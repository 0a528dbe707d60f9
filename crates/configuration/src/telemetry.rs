use crate::error::ConfigError;
use crate::settings::LoggingSettings;
use tracing_appender::non_blocking::WorkerGuard;
use tracing_subscriber::{EnvFilter, Layer, fmt, layer::SubscriberExt, util::SubscriberInitExt};

/// Builds the `EnvFilter`: `RUST_LOG` wins, otherwise the configured level.
pub fn env_filter(logging: &LoggingSettings) -> Result<EnvFilter, ConfigError> {
    match EnvFilter::try_from_default_env() {
        Ok(filter) => Ok(filter),
        Err(_) => EnvFilter::try_new(&logging.level)
            .map_err(|e| ConfigError::Logging(format!("invalid level '{}': {e}", logging.level))),
    }
}

/// Installs the global subscriber.
///
/// Logs always go to stderr so stdout stays clean for tables and JSON. When
/// `logging.directory` is set a daily-rolling file layer is added as well; the
/// returned guard must be held until exit or buffered lines are lost.
pub fn init_tracing(logging: &LoggingSettings) -> Result<Option<WorkerGuard>, ConfigError> {
    let filter = env_filter(logging)?;
    let stderr_layer = fmt::layer().with_writer(std::io::stderr).with_target(false);

    let (file_layer, guard) = match &logging.directory {
        Some(dir) => {
            std::fs::create_dir_all(dir).map_err(|e| {
                ConfigError::Logging(format!("cannot create {}: {e}", dir.display()))
            })?;
            let appender = tracing_appender::rolling::daily(dir, &logging.file_prefix);
            let (writer, guard) = tracing_appender::non_blocking(appender);
            let layer = fmt::layer().with_writer(writer).with_ansi(false).boxed();
            (Some(layer), Some(guard))
        }
        None => (None, None),
    };

    tracing_subscriber::registry()
        .with(filter)
        .with(stderr_layer)
        .with(file_layer)
        .try_init()
        .map_err(|e| ConfigError::Logging(e.to_string()))?;

    Ok(guard)
}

ABOUT THIS TASK: Please give back all of the material above exactly as it was written.

RESULT OF THIS TASK:
repository 0a528dbe707d60f9
filename crates/configuration/src/telemetry.rs
use crate::error::ConfigError;
use crate::settings::LoggingSettings;
use tracing_appender::non_blocking::WorkerGuard;
use tracing_subscriber::{EnvFilter, Layer, fmt, layer::SubscriberExt, util::SubscriberInitExt};

/// Builds the `EnvFilter`: `RUST_LOG` wins, otherwise the configured level.
pub fn env_filter(logging: &LoggingSettings) -> Result<EnvFilter, ConfigError> {
    match EnvFilter::try_from_default_env() {
        Ok(filter) => Ok(filter),
        Err(_) => EnvFilter::try_new(&logging.level)
            .map_err(|e| ConfigError::Logging(format!("invalid level '{}': {e}", logging.level))),
    }
}

/// Installs the global subscriber.
///
/// Logs always go to stderr so stdout stays clean for tables and JSON. When
/// `logging.directory` is set a daily-rolling file layer is added as well; the
/// returned guard must be held until exit or buffered lines are lost.
pub fn init_tracing(logging: &LoggingSettings) -> Result<Option<WorkerGuard>, ConfigError> {
    let filter = env_filter(logging)?;
    let stderr_layer = fmt::layer().with_writer(std::io::stderr).with_target(false);

    let (file_layer, guard) = match &logging.directory {
        Some(dir) => {
            std::fs::create_dir_all(dir).map_err(|e| {
                ConfigError::Logging(format!("cannot create {}: {e}", dir.display()))
            })?;
            let appender = tracing_appender::rolling::daily(dir, &logging.file_prefix);
            let (writer, guard) = tracing_appender::non_blocking(appender);
            let layer = fmt::layer().with_writer(writer).with_ansi(false).boxed();
            (Some(layer), Some(guard))
        }
        None => (None, None),
    };

    tracing_subscriber::registry()
        .with(filter)
        .with(stderr_layer)
        .with(file_layer)
        .try_init()
        .map_err(|e| ConfigError::Logging(e.to_string()))?;

    Ok(guard)
}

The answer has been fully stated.